Adjusting this shave is quite an interesting experience at first. Rather than have an iron with twin posts like a wooden shave, the sides of the iron have a bevel which is captured by the heads of the two bolts, tightened with knurled brass locking knobs. Probably best to refer to the instructions to see what I mean…



Moving the iron backwards and forwards opens and closes the mouth opening, while the “back” of the blade also provides the sole of the tool, with cutting depth set by the height of the toe piece.






The latter has two possible positions. One way up it creates quite a reasonable sole in front of the edge for convex and flat work; flip it 180° and the toe becomes vestigial for use on concave work. Because of the length of the iron front to back the concave curve it can follow isn’t particularly “quick” though.

The iron comes with a 20° main bevel and 25° micro bevel. As far as I can recall the blade was pretty flat, and the edge doesn’t take long to hone. The only real drawback here is holding the iron at all. It’s small and the sides are sharp. The instructions include plans for a simple holder, despite Veritas also making a small blade holder, which is excellent and well worth making (or buy the commercial variety).

Fitting the blade is a case of slipping it in, bevel up, under the bolt heads which, in conjunction with the angled sides of the iron, act like a sliding dovetail.
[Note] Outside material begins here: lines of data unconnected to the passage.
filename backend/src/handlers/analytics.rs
use axum::{
    extract::{Query, State},
    Json,
};
use serde::Deserialize;
use utoipa::{IntoParams, ToSchema};
use validator::Validate;

use crate::{
    error::AppError,
    models::analytics::{CategorySales, DailySales, ProductSales, RegionSales},
    services::analytics::DEFAULT_TOP_LIMIT,
    state::AppState,
};

use super::common::parse_optional_date;

fn default_top_limit() -> i64 {
    DEFAULT_TOP_LIMIT
}

#[derive(Debug, Deserialize, Validate, IntoParams, ToSchema)]
pub struct TopQuery {
    #[serde(default = "default_top_limit")]
    #[validate(range(min = 1, max = 100))]
    pub limit: i64,
}

#[derive(Debug, Default, Deserialize, IntoParams, ToSchema)]
pub struct TrendQuery {
    pub start_date: Option<String>, // YYYY-MM-DD
    pub end_date: Option<String>,   // YYYY-MM-DD
}

pub async fn top_products(
    State(state): State<AppState>,
    Query(q): Query<TopQuery>,
) -> Result<Json<Vec<ProductSales>>, AppError> {
    q.validate()?;
    Ok(Json(state.analytics.top_products(q.limit).await?))
}

pub async fn top_regions(
    State(state): State<AppState>,
    Query(q): Query<TopQuery>,
) -> Result<Json<Vec<RegionSales>>, AppError> {
    q.validate()?;
    Ok(Json(state.analytics.top_regions(q.limit).await?))
}

pub async fn top_categories(
    State(state): State<AppState>,
    Query(q): Query<TopQuery>,
) -> Result<Json<Vec<CategorySales>>, AppError> {
    q.validate()?;
    Ok(Json(state.analytics.top_categories(q.limit).await?))
}

pub async fn sales_trend(
    State(state): State<AppState>,
    Query(q): Query<TrendQuery>,
) -> Result<Json<Vec<DailySales>>, AppError> {
    let start = parse_optional_date("start_date", q.start_date.as_deref())?;
    let end = parse_optional_date("end_date", q.end_date.as_deref())?;
    Ok(Json(state.analytics.sales_trend(start, end).await?))
}

#[cfg(test)]
mod tests {
    use super::*;

    #[test]
    fn top_query_defaults_to_ten() {
        let query: TopQuery = serde_json::from_str("{}").expect("deserialize");
        assert_eq!(query.limit, 10);
        assert!(query.validate().is_ok());
    }

    #[test]
    fn top_query_rejects_out_of_range_limits() {
        assert!(TopQuery { limit: 0 }.validate().is_err());
        assert!(TopQuery { limit: 101 }.validate().is_err());
        assert!(TopQuery { limit: 100 }.validate().is_ok());
    }
}
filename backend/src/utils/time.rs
use chrono::{DateTime, Utc};
use chrono_tz::Tz;

/// Returns the current time in the configured timezone.
pub fn now_in_timezone(tz: &Tz) -> DateTime<Tz> {
    Utc::now().with_timezone(tz)
}

/// Timestamp suffix for generated file names, in the configured timezone.
pub fn file_stamp(tz: &Tz) -> String {
    now_in_timezone(tz).format("%Y%m%d_%H%M%S").to_string()
}
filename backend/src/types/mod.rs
pub mod id;

pub use id::*;
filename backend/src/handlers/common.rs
use chrono::{DateTime, NaiveDate, NaiveDateTime};
use serde::Deserialize;
use utoipa::{IntoParams, ToSchema};

use crate::{error::AppError, repositories::SalesFilters, services::analytics::validate_date_range};

pub fn parse_date_value(value: &str) -> Option<NaiveDate> {
    let value = value.trim();
    if let Ok(dt) = DateTime::parse_from_rfc3339(value) {
        return Some(dt.date_naive());
    }
    if let Ok(dt) = NaiveDateTime::parse_from_str(value, "%Y-%m-%d %H:%M:%S") {
        return Some(dt.date());
    }
    NaiveDate::parse_from_str(value, "%Y-%m-%d").ok()
}

pub fn parse_required_date(field: &str, raw: &str) -> Result<NaiveDate, AppError> {
    parse_date_value(raw).ok_or_else(|| {
        AppError::BadRequest(format!(
            "`{}` must be a valid date (YYYY-MM-DD or RFC3339)",
            field
        ))
    })
}

/// Blank values count as absent.
pub fn parse_optional_date(field: &str, raw: Option<&str>) -> Result<Option<NaiveDate>, AppError> {
    match raw.map(str::trim).filter(|value| !value.is_empty()) {
        Some(value) => parse_required_date(field, value).map(Some),
        None => Ok(None),
    }
}

fn non_blank(value: Option<String>) -> Option<String> {
    value
        .map(|v| v.trim().to_string())
        .filter(|v| !v.is_empty())
}

/// Optional filters accepted by the statistics and export endpoints.
#[derive(Debug, Default, Deserialize, IntoParams, ToSchema)]
pub struct SalesFilterQuery {
    pub start_date: Option<String>, // YYYY-MM-DD
    pub end_date: Option<String>,   // YYYY-MM-DD
    pub region: Option<String>,
    pub category: Option<String>,
}

impl SalesFilterQuery {
    pub fn into_filters(self) -> Result<SalesFilters, AppError> {
        let filters = SalesFilters {
            start_date: parse_optional_date("start_date", self.start_date.as_deref())?,
            end_date: parse_optional_date("end_date", self.end_date.as_deref())?,
            region: non_blank(self.region),
            category: non_blank(self.category),
        };
        validate_date_range(&filters)?;
        Ok(filters)
    }
}
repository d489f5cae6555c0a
use std::{io, path::Path};

use csv::{Reader, ReaderBuilder, StringRecord};

fn needs_formula_guard(value: &str) -> bool {
    matches!(value.chars().next(), Some('=' | '+' | '-' | '@'))
}

fn escape_cell(value: &str) -> String {
    let mut sanitized = value.replace('"', "\"\"");
    if needs_formula_guard(&sanitized) {
        sanitized.insert(0, '\'');
    }
    format!("\"{}\"", sanitized)
}

pub fn append_csv_row(buffer: &mut String, fields: &[String]) {
    for (idx, field) in fields.iter().enumerate() {
        if idx > 0 {
            buffer.push(',');
        }
        buffer.push_str(&escape_cell(field));
    }
    buffer.push('\n');
}

#[derive(Debug, thiserror::Error)]
pub enum CsvTableError {
    #[error("CSV file has no header row")]
    MissingHeader,
    #[error("line {line}: expected {expected} fields, found {found}")]
    TooManyFields {
        line: u64,
        expected: usize,
        found: usize,
    },
    #[error("malformed CSV: {0}")]
    Csv(#[from] csv::Error),
}

/// A data row with the source line it came from.
#[derive(Debug, Clone, PartialEq, Eq)]
pub struct RawRow {
    pub line: u64,
    pub fields: Vec<String>,
}

/// Header plus rows exactly as they appear in the file. Every row has one
/// field per header; short rows are padded with empty cells.
#[derive(Debug, Clone, Default, PartialEq, Eq)]
pub struct RawTable {
    pub headers: Vec<String>,
    pub rows: Vec<RawRow>,
}

fn csv_reader() -> ReaderBuilder {
    let mut builder = ReaderBuilder::new();
    builder.has_headers(true).flexible(true);
    builder
}

/// Reads CSV bytes with a header row. Fields are kept verbatim (no trimming).
pub fn read_csv_table(bytes: &[u8]) -> Result<RawTable, CsvTableError> {
    collect_table(csv_reader().from_reader(bytes))
}

/// Same as [`read_csv_table`], streaming from a file on disk.
pub fn read_csv_file(path: &Path) -> Result<RawTable, CsvTableError> {
    collect_table(csv_reader().from_path(path)?)
}

fn collect_table<R: io::Read>(mut reader: Reader<R>) -> Result<RawTable, CsvTableError> {
    let headers: Vec<String> = reader
        .headers()?
        .iter()
        .enumerate()
        .map(|(idx, header)| {
            if idx == 0 {
                header.trim_start_matches('\u{feff}').to_string()
            } else {
                header.to_string()
            }
        })
        .collect();
    if headers.is_empty() {
        return Err(CsvTableError::MissingHeader);
    }

    let mut rows = Vec::new();
    let mut record = StringRecord::new();
    while reader.read_record(&mut record)? {
        let line = record.position().map(|pos| pos.line()).unwrap_or_default();
        if record.len() > headers.len() {
            return Err(CsvTableError::TooManyFields {
                line,
                expected: headers.len(),
                found: record.len(),
            });
        }
        let mut fields: Vec<String> = record.iter().map(str::to_string).collect();
        fields.resize(headers.len(), String::new());
        rows.push(RawRow { line, fields });
    }

    Ok(RawTable { headers, rows })
}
Tightening the nuts is best done a little bit on each side at a time to get an even grip. Setting the depth of cut using the toe piece requires a screwdriver, and it can be finicky until you get the knack. My screw heads are slightly messed up, simply from the number of times I found myself fiddling to get the setting right before I was familiar with the tool. Too deep a cut and the iron tends to get pushed back, and even out of the grip of the bolts altogether as there‘s no mechanical stop to prevent it. Too shallow and you could be there all day on some jobs.

Ergonomically I find this spokeshave pretty comfortable to hold both pushing and pulling. Not much else to say really.



Oh, I like using it one handed, a bit like a very odd block plane, just to chamfer end grain edges; it’s light enough to do that with no problem at all. Almost like using a knife really.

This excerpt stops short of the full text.